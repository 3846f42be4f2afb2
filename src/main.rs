use anyhow::Result;
use clap::Parser;
use deep_research::{cli, workflow::launch};
use tracing_subscriber::EnvFilter;

#[tokio::main]
async fn main() -> Result<()> {
    dotenvy::dotenv().ok();

    let args = cli::Args::parse();
    let request = args.research_request();
    let config = args.into_config()?;

    tracing_subscriber::fmt()
        .with_env_filter(
            EnvFilter::try_from_default_env()
                .unwrap_or_else(|_| EnvFilter::new(cli::log_level(&config))),
        )
        .with_target(false)
        .init();

    launch(&config, &request).await?;
    Ok(())
}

====

_WORK TASK_
Leaving out every line before the one with "EnvFilter::try_from_default_env()", print the rest of the listing above exactly, through its final line.

_EXERCISE SOLUTION_
            EnvFilter::try_from_default_env()
                .unwrap_or_else(|_| EnvFilter::new(cli::log_level(&config))),
        )
        .with_target(false)
        .init();

    launch(&config, &request).await?;
    Ok(())
}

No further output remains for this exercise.